(Items listed in a dataset)
_ _ _ _ _ _ _
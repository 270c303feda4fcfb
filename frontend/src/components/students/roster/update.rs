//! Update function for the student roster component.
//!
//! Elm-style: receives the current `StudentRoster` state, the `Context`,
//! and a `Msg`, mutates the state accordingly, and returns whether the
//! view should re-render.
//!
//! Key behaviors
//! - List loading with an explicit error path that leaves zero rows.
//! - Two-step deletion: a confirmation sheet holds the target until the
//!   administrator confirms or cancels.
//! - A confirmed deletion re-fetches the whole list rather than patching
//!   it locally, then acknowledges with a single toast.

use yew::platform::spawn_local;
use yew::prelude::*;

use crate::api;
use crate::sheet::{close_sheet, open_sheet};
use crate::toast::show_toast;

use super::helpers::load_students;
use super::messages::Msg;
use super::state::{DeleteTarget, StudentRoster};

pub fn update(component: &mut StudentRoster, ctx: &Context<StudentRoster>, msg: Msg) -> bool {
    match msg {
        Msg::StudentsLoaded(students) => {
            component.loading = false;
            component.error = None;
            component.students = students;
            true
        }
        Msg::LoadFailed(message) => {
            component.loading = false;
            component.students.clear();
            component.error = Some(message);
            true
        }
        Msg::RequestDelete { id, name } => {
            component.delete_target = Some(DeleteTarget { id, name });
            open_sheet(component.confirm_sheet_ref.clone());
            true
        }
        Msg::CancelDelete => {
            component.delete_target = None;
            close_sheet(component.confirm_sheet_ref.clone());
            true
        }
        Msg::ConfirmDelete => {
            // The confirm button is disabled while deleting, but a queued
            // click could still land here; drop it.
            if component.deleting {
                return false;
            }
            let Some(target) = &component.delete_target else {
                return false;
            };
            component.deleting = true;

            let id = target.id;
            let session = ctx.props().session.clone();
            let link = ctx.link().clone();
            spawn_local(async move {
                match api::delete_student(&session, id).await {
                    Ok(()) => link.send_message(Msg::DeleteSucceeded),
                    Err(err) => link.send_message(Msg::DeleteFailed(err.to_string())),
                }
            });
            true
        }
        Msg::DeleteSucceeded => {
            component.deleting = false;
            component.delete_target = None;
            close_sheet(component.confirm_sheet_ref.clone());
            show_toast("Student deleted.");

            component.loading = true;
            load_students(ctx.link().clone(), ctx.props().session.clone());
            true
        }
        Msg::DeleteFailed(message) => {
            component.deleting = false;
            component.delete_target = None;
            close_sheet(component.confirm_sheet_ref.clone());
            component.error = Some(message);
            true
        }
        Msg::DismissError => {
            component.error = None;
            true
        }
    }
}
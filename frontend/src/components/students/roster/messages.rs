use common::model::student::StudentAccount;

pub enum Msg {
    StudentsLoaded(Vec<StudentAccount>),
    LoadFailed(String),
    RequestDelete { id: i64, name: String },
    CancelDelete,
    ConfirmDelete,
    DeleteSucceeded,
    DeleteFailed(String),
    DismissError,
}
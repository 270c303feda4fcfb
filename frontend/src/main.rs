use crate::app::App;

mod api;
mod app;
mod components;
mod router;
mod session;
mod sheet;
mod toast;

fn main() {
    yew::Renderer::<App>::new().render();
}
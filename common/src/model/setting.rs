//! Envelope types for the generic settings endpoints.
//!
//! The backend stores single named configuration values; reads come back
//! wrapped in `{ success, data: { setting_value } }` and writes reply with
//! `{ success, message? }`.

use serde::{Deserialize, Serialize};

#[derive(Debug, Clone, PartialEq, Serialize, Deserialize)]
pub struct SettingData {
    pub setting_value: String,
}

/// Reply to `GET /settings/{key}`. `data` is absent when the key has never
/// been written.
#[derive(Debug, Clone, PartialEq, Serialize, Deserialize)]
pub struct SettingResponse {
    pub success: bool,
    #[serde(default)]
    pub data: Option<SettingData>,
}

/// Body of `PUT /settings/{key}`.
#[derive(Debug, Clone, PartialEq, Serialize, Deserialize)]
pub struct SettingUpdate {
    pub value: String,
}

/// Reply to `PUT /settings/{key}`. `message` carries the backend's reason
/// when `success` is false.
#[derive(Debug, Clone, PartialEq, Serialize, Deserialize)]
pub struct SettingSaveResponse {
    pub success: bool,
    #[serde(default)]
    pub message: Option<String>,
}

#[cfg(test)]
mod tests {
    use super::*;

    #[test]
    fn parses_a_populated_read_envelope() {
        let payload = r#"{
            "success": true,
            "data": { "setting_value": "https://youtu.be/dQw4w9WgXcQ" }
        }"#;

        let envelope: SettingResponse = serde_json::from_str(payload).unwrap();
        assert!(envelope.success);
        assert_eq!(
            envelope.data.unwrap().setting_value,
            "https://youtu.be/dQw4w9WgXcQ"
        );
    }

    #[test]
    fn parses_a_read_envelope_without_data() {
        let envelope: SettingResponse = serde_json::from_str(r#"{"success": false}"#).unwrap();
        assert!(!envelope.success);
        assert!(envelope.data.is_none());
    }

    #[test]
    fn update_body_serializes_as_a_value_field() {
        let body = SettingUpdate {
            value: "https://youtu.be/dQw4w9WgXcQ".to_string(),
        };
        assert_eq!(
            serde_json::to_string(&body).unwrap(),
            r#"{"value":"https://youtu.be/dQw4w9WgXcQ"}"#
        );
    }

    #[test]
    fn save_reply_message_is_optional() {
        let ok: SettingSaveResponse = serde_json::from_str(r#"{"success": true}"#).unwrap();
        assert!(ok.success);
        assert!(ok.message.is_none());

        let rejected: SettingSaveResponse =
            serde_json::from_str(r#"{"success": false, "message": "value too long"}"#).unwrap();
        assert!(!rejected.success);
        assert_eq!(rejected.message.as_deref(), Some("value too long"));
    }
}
_ _ _ _ _ _ _
**Exercise aim**
The reply should consist solely of the lines above from the one that has "confirms or cancels." through the one that has "use super::messages::Msg;", reproduced exactly.

**Output below**
//!   administrator confirms or cancels.
//! - A confirmed deletion re-fetches the whole list rather than patching
//!   it locally, then acknowledges with a single toast.

use yew::platform::spawn_local;
use yew::prelude::*;

use crate::api;
use crate::sheet::{close_sheet, open_sheet};
use crate::toast::show_toast;

use super::helpers::load_students;
use super::messages::Msg;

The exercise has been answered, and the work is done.